## [YOUR GOAL]
Please return the lines of the data that contain "DelayNs".

## [ENTRIES PROVIDED]
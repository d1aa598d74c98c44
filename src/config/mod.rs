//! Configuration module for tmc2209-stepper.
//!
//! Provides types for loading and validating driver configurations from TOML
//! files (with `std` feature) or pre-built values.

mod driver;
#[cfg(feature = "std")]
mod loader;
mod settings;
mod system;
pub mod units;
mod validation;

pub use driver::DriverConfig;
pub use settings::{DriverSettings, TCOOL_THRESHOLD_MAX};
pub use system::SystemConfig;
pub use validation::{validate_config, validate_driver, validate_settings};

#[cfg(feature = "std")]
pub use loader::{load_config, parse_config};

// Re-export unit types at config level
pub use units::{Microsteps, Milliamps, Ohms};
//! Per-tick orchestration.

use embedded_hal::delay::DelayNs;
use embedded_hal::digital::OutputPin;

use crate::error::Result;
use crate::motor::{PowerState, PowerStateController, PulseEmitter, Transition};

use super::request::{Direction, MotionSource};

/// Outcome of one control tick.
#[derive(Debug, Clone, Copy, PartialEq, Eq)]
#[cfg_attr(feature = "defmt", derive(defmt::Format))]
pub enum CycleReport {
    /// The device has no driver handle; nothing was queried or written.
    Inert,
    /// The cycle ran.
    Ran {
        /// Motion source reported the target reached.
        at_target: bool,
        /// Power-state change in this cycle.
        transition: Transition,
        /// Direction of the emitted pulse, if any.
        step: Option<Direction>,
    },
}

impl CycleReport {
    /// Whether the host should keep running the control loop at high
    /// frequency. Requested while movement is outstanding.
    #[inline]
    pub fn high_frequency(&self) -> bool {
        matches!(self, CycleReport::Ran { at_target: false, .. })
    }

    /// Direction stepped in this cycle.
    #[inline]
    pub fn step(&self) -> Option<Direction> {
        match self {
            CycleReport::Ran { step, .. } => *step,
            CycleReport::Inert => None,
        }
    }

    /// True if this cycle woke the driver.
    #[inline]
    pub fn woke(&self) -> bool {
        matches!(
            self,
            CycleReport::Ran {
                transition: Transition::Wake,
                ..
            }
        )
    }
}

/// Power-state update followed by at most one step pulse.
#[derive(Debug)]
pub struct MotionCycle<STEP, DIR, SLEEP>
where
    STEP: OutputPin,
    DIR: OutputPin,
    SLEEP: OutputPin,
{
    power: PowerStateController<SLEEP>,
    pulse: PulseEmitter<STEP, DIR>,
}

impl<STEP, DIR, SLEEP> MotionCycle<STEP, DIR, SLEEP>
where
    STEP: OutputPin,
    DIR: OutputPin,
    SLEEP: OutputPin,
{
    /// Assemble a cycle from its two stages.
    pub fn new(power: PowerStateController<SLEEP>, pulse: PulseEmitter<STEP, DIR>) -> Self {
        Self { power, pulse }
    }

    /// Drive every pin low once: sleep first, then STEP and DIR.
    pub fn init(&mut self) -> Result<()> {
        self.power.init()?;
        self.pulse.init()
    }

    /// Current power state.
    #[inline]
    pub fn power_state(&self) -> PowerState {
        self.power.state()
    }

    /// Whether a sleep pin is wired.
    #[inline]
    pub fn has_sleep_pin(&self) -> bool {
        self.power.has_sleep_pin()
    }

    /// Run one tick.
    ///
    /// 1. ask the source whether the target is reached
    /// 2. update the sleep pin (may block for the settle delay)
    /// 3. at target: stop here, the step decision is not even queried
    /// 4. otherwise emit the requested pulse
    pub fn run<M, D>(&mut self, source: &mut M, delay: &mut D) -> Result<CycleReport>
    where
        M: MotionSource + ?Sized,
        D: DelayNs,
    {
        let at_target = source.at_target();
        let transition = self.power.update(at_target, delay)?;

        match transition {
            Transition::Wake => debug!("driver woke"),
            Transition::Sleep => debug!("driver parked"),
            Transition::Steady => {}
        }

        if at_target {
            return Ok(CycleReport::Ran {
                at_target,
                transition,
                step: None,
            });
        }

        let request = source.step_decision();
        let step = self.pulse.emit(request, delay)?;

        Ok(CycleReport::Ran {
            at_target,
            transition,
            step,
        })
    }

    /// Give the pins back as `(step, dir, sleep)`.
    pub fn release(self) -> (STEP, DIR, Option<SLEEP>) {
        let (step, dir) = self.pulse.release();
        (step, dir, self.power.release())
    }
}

---

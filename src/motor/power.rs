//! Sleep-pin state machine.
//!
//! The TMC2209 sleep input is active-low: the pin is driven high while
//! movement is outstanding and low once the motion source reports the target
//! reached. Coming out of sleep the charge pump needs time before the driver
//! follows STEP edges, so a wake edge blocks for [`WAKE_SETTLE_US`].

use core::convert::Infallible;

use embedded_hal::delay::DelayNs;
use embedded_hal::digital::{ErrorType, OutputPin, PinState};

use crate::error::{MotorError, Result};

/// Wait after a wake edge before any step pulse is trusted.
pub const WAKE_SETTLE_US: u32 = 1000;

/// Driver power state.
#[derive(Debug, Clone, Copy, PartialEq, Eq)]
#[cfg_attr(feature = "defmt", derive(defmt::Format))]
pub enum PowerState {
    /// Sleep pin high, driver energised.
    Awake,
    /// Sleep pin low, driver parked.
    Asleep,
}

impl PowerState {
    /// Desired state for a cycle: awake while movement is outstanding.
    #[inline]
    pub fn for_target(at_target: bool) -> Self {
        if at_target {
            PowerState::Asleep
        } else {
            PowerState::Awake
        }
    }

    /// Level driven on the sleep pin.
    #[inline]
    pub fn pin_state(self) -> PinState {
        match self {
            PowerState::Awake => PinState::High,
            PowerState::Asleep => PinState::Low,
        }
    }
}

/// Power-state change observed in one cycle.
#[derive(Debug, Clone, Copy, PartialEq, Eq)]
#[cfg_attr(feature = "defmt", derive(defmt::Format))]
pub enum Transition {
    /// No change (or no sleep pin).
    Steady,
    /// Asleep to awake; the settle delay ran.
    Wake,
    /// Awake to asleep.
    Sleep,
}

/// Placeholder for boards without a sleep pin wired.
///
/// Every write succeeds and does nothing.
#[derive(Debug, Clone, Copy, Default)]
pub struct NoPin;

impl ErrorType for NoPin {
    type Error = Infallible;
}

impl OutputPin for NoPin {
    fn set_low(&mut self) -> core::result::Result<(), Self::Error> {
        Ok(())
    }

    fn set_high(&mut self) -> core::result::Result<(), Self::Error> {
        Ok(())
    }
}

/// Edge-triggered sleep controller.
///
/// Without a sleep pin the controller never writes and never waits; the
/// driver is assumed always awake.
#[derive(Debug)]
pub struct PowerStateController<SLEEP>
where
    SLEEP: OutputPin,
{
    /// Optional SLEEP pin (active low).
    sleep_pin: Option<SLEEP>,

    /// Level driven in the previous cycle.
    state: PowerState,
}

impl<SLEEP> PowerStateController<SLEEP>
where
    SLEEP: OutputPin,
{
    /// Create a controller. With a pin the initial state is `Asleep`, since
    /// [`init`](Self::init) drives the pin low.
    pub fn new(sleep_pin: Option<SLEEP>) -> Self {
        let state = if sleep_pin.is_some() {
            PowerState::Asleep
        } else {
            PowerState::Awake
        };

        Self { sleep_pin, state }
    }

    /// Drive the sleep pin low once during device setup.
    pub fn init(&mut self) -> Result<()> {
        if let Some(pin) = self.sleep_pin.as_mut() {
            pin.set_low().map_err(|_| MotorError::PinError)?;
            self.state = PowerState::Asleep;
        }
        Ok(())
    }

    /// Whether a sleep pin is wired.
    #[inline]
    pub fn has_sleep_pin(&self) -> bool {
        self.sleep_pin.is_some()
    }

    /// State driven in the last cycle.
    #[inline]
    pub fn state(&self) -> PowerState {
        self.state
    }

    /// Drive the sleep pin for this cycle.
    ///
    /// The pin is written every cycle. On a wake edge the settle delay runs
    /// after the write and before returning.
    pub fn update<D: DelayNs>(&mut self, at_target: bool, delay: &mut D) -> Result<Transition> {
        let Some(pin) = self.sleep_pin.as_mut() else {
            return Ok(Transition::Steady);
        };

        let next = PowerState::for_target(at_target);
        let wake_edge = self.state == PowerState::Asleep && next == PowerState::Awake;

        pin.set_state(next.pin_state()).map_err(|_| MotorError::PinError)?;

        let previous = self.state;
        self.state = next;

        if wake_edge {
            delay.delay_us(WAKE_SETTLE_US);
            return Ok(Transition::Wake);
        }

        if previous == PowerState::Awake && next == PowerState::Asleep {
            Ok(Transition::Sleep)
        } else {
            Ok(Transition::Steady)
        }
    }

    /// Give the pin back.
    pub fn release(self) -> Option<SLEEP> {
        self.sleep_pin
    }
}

## [RESPONSE BELOW]
use embedded_hal::delay::DelayNs;
        D: DelayNs,
use embedded_hal::delay::DelayNs;
    pub fn update<D: DelayNs>(&mut self, at_target: bool, delay: &mut D) -> Result<Transition> {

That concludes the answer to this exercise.